● Exercise objective
Each line of the data must be reproduced as it appears.

● Material for this task
####################
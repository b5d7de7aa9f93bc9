//! Helper functions for templates
//!
//! URL and HTML building, icon lookup and scroll-reveal hooks used while
//! rendering pages.

mod html;
mod icon;
mod reveal;
mod url;

pub use html::*;
pub use icon::*;
pub use reveal::*;
pub use url::*;
//! HTML helper functions

/// Convert `#rrggbb` to `rgba(r,g,b,alpha)`.
///
/// Returns `None` for anything that is not a six-digit hex colour.
pub fn hex_to_rgba(hex: &str, alpha: f32) -> Option<String> {
    let digits = hex.trim().trim_start_matches('#');
    if digits.len() != 6 || !digits.chars().all(|c| c.is_ascii_hexdigit()) {
        return None;
    }
    let channel = |i: usize| u8::from_str_radix(&digits[i..i + 2], 16).ok();
    Some(format!(
        "rgba({},{},{},{})",
        channel(0)?,
        channel(2)?,
        channel(4)?,
        alpha
    ))
}

/// Escape HTML special characters
pub fn html_escape(s: &str) -> String {
    s.replace('&', "&amp;")
        .replace('<', "&lt;")
        .replace('>', "&gt;")
        .replace('"', "&quot;")
        .replace('\'', "&#39;")
}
####################
● Response area
repository b5d7de7aa9f93bc9
//! Helper functions for templates
//!
//! URL and HTML building, icon lookup and scroll-reveal hooks used while
//! rendering pages.

mod html;
mod icon;
mod reveal;
mod url;

pub use html::*;
pub use icon::*;
pub use reveal::*;
pub use url::*;
//! HTML helper functions

/// Convert `#rrggbb` to `rgba(r,g,b,alpha)`.
///
/// Returns `None` for anything that is not a six-digit hex colour.
pub fn hex_to_rgba(hex: &str, alpha: f32) -> Option<String> {
    let digits = hex.trim().trim_start_matches('#');
    if digits.len() != 6 || !digits.chars().all(|c| c.is_ascii_hexdigit()) {
        return None;
    }
    let channel = |i: usize| u8::from_str_radix(&digits[i..i + 2], 16).ok();
    Some(format!(
        "rgba({},{},{},{})",
        channel(0)?,
        channel(2)?,
        channel(4)?,
        alpha
    ))
}

/// Escape HTML special characters
pub fn html_escape(s: &str) -> String {
    s.replace('&', "&amp;")
        .replace('<', "&lt;")
        .replace('>', "&gt;")
        .replace('"', "&quot;")
        .replace('\'', "&#39;")
}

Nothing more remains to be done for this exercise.